Saturday, 10 June 2017

For one day only - Karen Bush

As I grow older, I get grumpier, but if there is one thing which is really guaranteed to annoy the hell out of me, it is when I've bought an eBook for the full whack and then a few weeks later I spot it on promo at a hugely reduced price or even - horrors! - free.
          I feel unfairly treated. It's like those offers that banks and building societies use to suck in  new punters - a bit of giveaway cash or a bucketload of vouchers or whatever. Yet as a long standing customer of the same institution, what do I get? Zilch. My loyalty and long term custom is not rewarded.
          Those freeby eBooks make my blood boil in much the same way. Fair enough if they start out as free or very cheap: it can be a great way of enticing new readers into picking up your book. Especially if it is the first in a series, a permanently free or very cheap price can be the perfect way of hooking someone - it's happened to me several times, most recently with the hugely enjoyable tongue in cheek time travelling romps written by Jodi Taylor.
Promotions are terrific when a book is new out, but as far as I'm concerned, to knock the price down after it has been out for a while, sucks.
          Speaking as a  customer to all you writers, if you are going to do it then you might at least warn me so I can decide whether I want to buy at full price now because I want it this minute or whether I'll be happy to wait a day/ a month/a year (please specify the promo date you have in mind) when I can buy it more cheaply, or even download it for nothing.
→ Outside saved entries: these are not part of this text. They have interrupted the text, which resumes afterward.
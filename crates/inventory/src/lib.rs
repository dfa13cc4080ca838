//! Inventory domain module (event-sourced).
//!
//! One stock record per (variant, branch) pair, with reserve/release/confirm/ingest
//! semantics. Pure domain logic: no IO, no storage.

pub mod record;

pub use record::{
    ConfirmReservation, IngestStock, InventoryCommand, InventoryEvent, ProvisionStock,
    ReleaseStock, ReservationConfirmed, ReserveStock, StockLevels, StockProvisioned,
    StockReceived, StockRecord, StockRecordId, StockReleased, StockReserved,
    weighted_average_cost,
};
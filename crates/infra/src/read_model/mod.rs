//! Branch-partitioned read model storage abstractions.

pub mod branch_store;

pub use branch_store::{BranchStore, InMemoryBranchStore};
That seems fairer.




4 comments:

julia jones said...

completely fair point

JO said...

I agree - I know we all need to do something different on the marketing front from time to time, but I still think we should be thinking about our own worth as writers. If we give stuff away, we are effectively devaluing everything we do.

Umberto Tosi said...

I agree as well. Long-after-release freebees not only annoy cash buyers, they're lame when it comes to rustling up new readers. It's like spotting a book in the discount bin at a used bookstore. Better if an author-publisher offers an excerpt or a new short story free as a loss leader.

Reb MacRath said...

How about five years after pubbing the first Boss MacTavin mystery, Southern Scotch if I mark it down indefinitely when the fifth book come out next year?